Open AccessProtective effects of TREK‐1 against oxidative injury induced by SNP and H 2 O 2 1
Author(s) -
SUN Lina,
LI Liaoliao,
LI Zhengbin,
WANG Ling,
WANG Xiaoliang
Publication year - 2008
Publication title -
acta pharmacologica sinica
Language(s) - English
Resource type - Journals
SCImago Journal Rank - 1.514
H-Index - 90
eISSN - 1745-7254
pISSN - 1671-4083
DOI - 10.1111/j.1745-7254.2008.00853.x
Subject(s) - chinese hamster ovary cell , microbiology and biotechnology , apoptosis , wild type , hydrogen peroxide , chemistry , oxidative stress , cell culture , sodium nitroprusside , biology , biochemistry , nitric oxide , endocrinology , mutant , genetics , gene
Aim: TREK‐1 (TWIK‐related K + channel‐1) is a 2‐pore‐domain K + channel subtype.
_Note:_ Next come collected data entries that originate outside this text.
//! SmellyBlox builder CLI entrypoint.
//!
//! Bumps the add-on version and packages the behavior and resource packs
//! into a `.mcaddon` archive. Progress goes to stderr; the archive path (or
//! the version, for `version`) is printed on stdout.

use camino::Utf8Path;
use clap::Parser;
use smellyblox_builder::cli::{Cli, Command, RunArgs};
use smellyblox_builder::config::BuildConfig;
use smellyblox_builder::error::{BuildError, Result};
use smellyblox_builder::logging::init_logging;
use smellyblox_builder::output::{bump_message, building_message, dry_run_text, success_message};
use smellyblox_builder::release::{self, archive_path};
use std::io::Write;

fn main() {
    let cli = Cli::parse();
    let mut stdout = std::io::stdout();
    let mut stderr = std::io::stderr();
    if let Err(err) = init_logging(cli.verbosity, cli.quiet) {
        write_stderr_line(&mut stderr, format!("warning: logging unavailable: {err}"));
    }
    let run_result = run(&cli, &mut stdout, &mut stderr);
    let exit_code = exit_code_for_run_result(run_result, &mut stderr);
    if exit_code != 0 {
        std::process::exit(exit_code);
    }
}

fn run(cli: &Cli, stdout: &mut dyn Write, stderr: &mut dyn Write) -> Result<()> {
    let config = resolve_config(cli)?;
    dispatch(cli, &config, stdout, stderr)
}

/// Runs the selected command against a resolved configuration.
fn dispatch(
    cli: &Cli,
    config: &BuildConfig,
    stdout: &mut dyn Write,
    stderr: &mut dyn Write,
) -> Result<()> {
    match cli.effective_command() {
        Command::Build(args) => run_build(config, &args, cli.quiet, stdout, stderr),
        Command::Bump(args) => run_bump(config, &args, cli.quiet, stdout, stderr),
        Command::Version => {
            let version = release::inspect(config)?;
            write_stdout_line(stdout, version)
        }
    }
}

/// Loads the configuration file, then applies command-line overrides.
fn resolve_config(cli: &Cli) -> Result<BuildConfig> {
    let mut config = match &cli.config {
        Some(path) => BuildConfig::load_from(path)?,
        None => BuildConfig::discover(Utf8Path::new("."))?,
    };
    cli.layout.apply_to(&mut config);
    Ok(config)
}

/// Bumps the version and packages the add-on.
fn run_build(
    config: &BuildConfig,
    args: &RunArgs,
    quiet: bool,
    stdout: &mut dyn Write,
    stderr: &mut dyn Write,
) -> Result<()> {
    if args.dry_run {
        let preview = release::preview(config)?;
        write_stderr_line(stderr, dry_run_text(&preview.release, Some(&preview)));
        return Ok(());
    }

    let output = release::build_with(config, |release| {
        if !quiet {
            write_stderr_line(stderr, bump_message(release));
            write_stderr_line(
                stderr,
                building_message(&archive_path(config, release.version)),
            );
        }
    })?;
    if !quiet {
        write_stderr_line(
            stderr,
            success_message(
                &output.package.archive_path,
                output.package.entries.len(),
                &output.package.sha256,
            ),
        );
    }
    write_stdout_line(stdout, output.package.archive_path.display())
}

/// Bumps the version in the manifests without packaging.
fn run_bump(
    config: &BuildConfig,
    args: &RunArgs,
    quiet: bool,
    stdout: &mut dyn Write,
    stderr: &mut dyn Write,
) -> Result<()> {
    if args.dry_run {
        let plan = release::plan(config)?;
        write_stderr_line(stderr, dry_run_text(&plan, None));
        return Ok(());
    }

    let release = release::bump_version(config)?;
    if !quiet {
        write_stderr_line(stderr, bump_message(&release));
    }
    write_stdout_line(stdout, release.version)
}

fn exit_code_for_run_result(result: Result<()>, stderr: &mut dyn Write) -> i32 {
    match result {
        Ok(()) => 0,
        Err(err) => {
            write_stderr_line(stderr, format!("error: {err}"));
            1
        }
    }
}

fn write_stdout_line(stdout: &mut dyn Write, message: impl std::fmt::Display) -> Result<()> {
    writeln!(stdout, "{message}").map_err(|source| BuildError::WriteFailed { source })
}

fn write_stderr_line(stderr: &mut dyn Write, message: impl std::fmt::Display) {
    if writeln!(stderr, "{message}").is_err() {
        // Best-effort progress output; ignore write failures.
    }
}

#[cfg(test)]
mod tests {
    use super::*;
    use camino::Utf8PathBuf;
    use rstest::{fixture, rstest};
    use tempfile::TempDir;

    struct Workspace {
        _temp: TempDir,
        root: Utf8PathBuf,
    }

    #[fixture]
    fn workspace() -> Workspace {
        let temp = TempDir::new().expect("temp dir");
        let root = Utf8PathBuf::from_path_buf(temp.path().to_path_buf()).expect("utf-8 temp dir");
        std::fs::create_dir_all(root.join("BP")).expect("mkdir BP");
        std::fs::write(
            root.join("BP/manifest.json"),
            r#"{"header": {"uuid": "bp", "version": [1, 0, 0]}, "modules": []}"#,
        )
        .expect("write manifest");
        Workspace { _temp: temp, root }
    }

    fn cli_for(workspace: &Workspace, extra: &[&str]) -> Cli {
        let bp = workspace.root.join("BP");
        let rp = workspace.root.join("RP");
        let out = workspace.root.join("dist");
        let mut args = vec![
            "smellyblox-build",
            "--behavior-pack",
            bp.as_str(),
            "--resource-pack",
            rp.as_str(),
            "--output-dir",
            out.as_str(),
        ];
        args.extend_from_slice(extra);
        Cli::parse_from(args)
    }

    /// Run with a config that points at the workspace, skipping file discovery.
    fn run_in(workspace: &Workspace, extra: &[&str]) -> (Result<()>, String, String) {
        let cli = cli_for(workspace, extra);
        let mut config = BuildConfig::default();
        cli.layout.apply_to(&mut config);

        let mut stdout = Vec::new();
        let mut stderr = Vec::new();
        let result = dispatch(&cli, &config, &mut stdout, &mut stderr);
        (
            result,
            String::from_utf8(stdout).expect("stdout utf-8"),
            String::from_utf8(stderr).expect("stderr utf-8"),
        )
    }

    #[test]
    fn exit_code_for_run_result_returns_zero_on_success() {
        let mut stderr = Vec::new();
        let exit_code = exit_code_for_run_result(Ok(()), &mut stderr);
        assert_eq!(exit_code, 0);
        assert!(stderr.is_empty());
    }

    #[test]
    fn exit_code_for_run_result_prints_error_and_returns_one() {
        let err = BuildError::ManifestNotFound {
            path: Utf8PathBuf::from("BP/manifest.json"),
        };

        let mut stderr = Vec::new();
        let exit_code = exit_code_for_run_result(Err(err), &mut stderr);
        assert_eq!(exit_code, 1);

        let stderr_text = String::from_utf8(stderr).expect("stderr was not UTF-8");
        assert!(
            stderr_text.contains("error: behavior pack manifest not found at BP/manifest.json")
        );
    }

    #[rstest]
    fn build_reports_progress_and_prints_archive(workspace: Workspace) {
        let (result, stdout, stderr) = run_in(&workspace, &[]);
        result.expect("build succeeds");

        assert!(stdout.trim_end().ends_with("SmellyBlox(1.0.1).mcaddon"));
        assert!(stderr.contains("Bumping version to 1.0.1..."));
        assert!(stderr.contains("Building SmellyBlox(1.0.1).mcaddon..."));
        assert!(stderr.contains("Successfully created"));
    }

    #[rstest]
    fn quiet_build_prints_only_the_archive(workspace: Workspace) {
        let (result, stdout, stderr) = run_in(&workspace, &["-q"]);
        result.expect("build succeeds");

        assert!(stdout.contains("SmellyBlox(1.0.1).mcaddon"));
        assert!(stderr.is_empty());
    }

    #[rstest]
    fn dry_run_build_writes_nothing(workspace: Workspace) {
        let (result, stdout, stderr) = run_in(&workspace, &["--dry-run"]);
        result.expect("dry run succeeds");

        assert!(stdout.is_empty());
        assert!(stderr.contains("Next version: 1.0.1"));
        assert!(!workspace.root.join("dist").exists());
    }

    #[rstest]
    #[case::bump(&["--dry-run", "bump"])]
    #[case::build(&["--dry-run", "build"])]
    fn dry_run_before_subcommand_writes_nothing(workspace: Workspace, #[case] extra: &[&str]) {
        let manifest = workspace.root.join("BP/manifest.json");
        let before = std::fs::read(&manifest).expect("read manifest");

        let (result, stdout, stderr) = run_in(&workspace, extra);
        result.expect("dry run succeeds");

        assert!(stdout.is_empty());
        assert!(stderr.contains("Next version: 1.0.1"));
        assert_eq!(std::fs::read(&manifest).expect("read manifest"), before);
        assert!(!workspace.root.join("dist").exists());
    }

    #[rstest]
    fn bump_prints_new_version(workspace: Workspace) {
        let (result, stdout, _) = run_in(&workspace, &["bump"]);
        result.expect("bump succeeds");

        assert_eq!(stdout, "1.0.1\n");
        assert!(!workspace.root.join("dist").exists());
    }

    #[rstest]
    fn version_prints_current_version(workspace: Workspace) {
        let (result, stdout, _) = run_in(&workspace, &["version"]);
        result.expect("version succeeds");

        assert_eq!(stdout, "1.0.0\n");
    }

    #[rstest]
    fn missing_manifest_fails_without_output(workspace: Workspace) {
        std::fs::remove_file(workspace.root.join("BP/manifest.json")).expect("remove");

        let (result, stdout, _) = run_in(&workspace, &[]);

        assert!(matches!(result, Err(BuildError::ManifestNotFound { .. })));
        assert!(stdout.is_empty());
        assert!(!workspace.root.join("dist").exists());
    }

    #[test]
    fn resolve_config_reads_explicit_file() {
        let temp = TempDir::new().expect("temp dir");
        let path = Utf8PathBuf::from_path_buf(temp.path().join("build.toml")).expect("utf-8");
        std::fs::write(&path, "archive_prefix = \"Stinky\"\noutput_dir = \"dist\"\n")
            .expect("write config");

        let cli = Cli::parse_from(["smellyblox-build", "--config", path.as_str(), "-o", "out"]);
        let config = resolve_config(&cli).expect("config resolves");

        assert_eq!(config.archive_prefix, "Stinky");
        assert_eq!(config.output_dir, "out");
    }
}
The present study investigated the role of TREK‐1 in cell death induced by oxidative stress. Methods: The cell viability of wild‐type Chinese hamster ovary (CHO) and TREK‐1‐transfected CHO cells (TREK‐1/CHO cells) was measured using 3‐(4,5‐dimethylthiazol‐2‐yl)‐2,5‐diphenyltetrazolium bromide (MTT) assay in the presence of sodium nitroprusside (SNP) or hydrogen peroxide (H 2 O 2 ). Apoptosis of wild‐type CHO and TREK‐1/CHO cells was detected using Hoechst33342 staining. Results: Both SNP and H 2 O 2 caused dose‐ and time‐dependent growth inhibition of wild‐type CHO and TREK‐1/CHO cells. Following a 12 h exposure to SNP, the 50% inhibition (IC 50 ) values for wild‐type CHO and TREK‐1/CHO cells were calculated as 0.69 mmol/L and 1.14 mmol/L, respectively. The IC 50 values were 0.07 mmol/L and 0.09 mmol/L in H 2 O 2 ‐treated wild‐type CHO and TREK‐1/CHO cells, respectively, following 12 h exposure to H 2 O 2 . Moreover, SNP/H 2 O 2 induced less apoptosis in TREK‐1/CHO cells than that in wild‐type CHO cells ( P <0.05). Conclusion: The results demonstrated that TREK‐1 played a protective role against oxidative injury.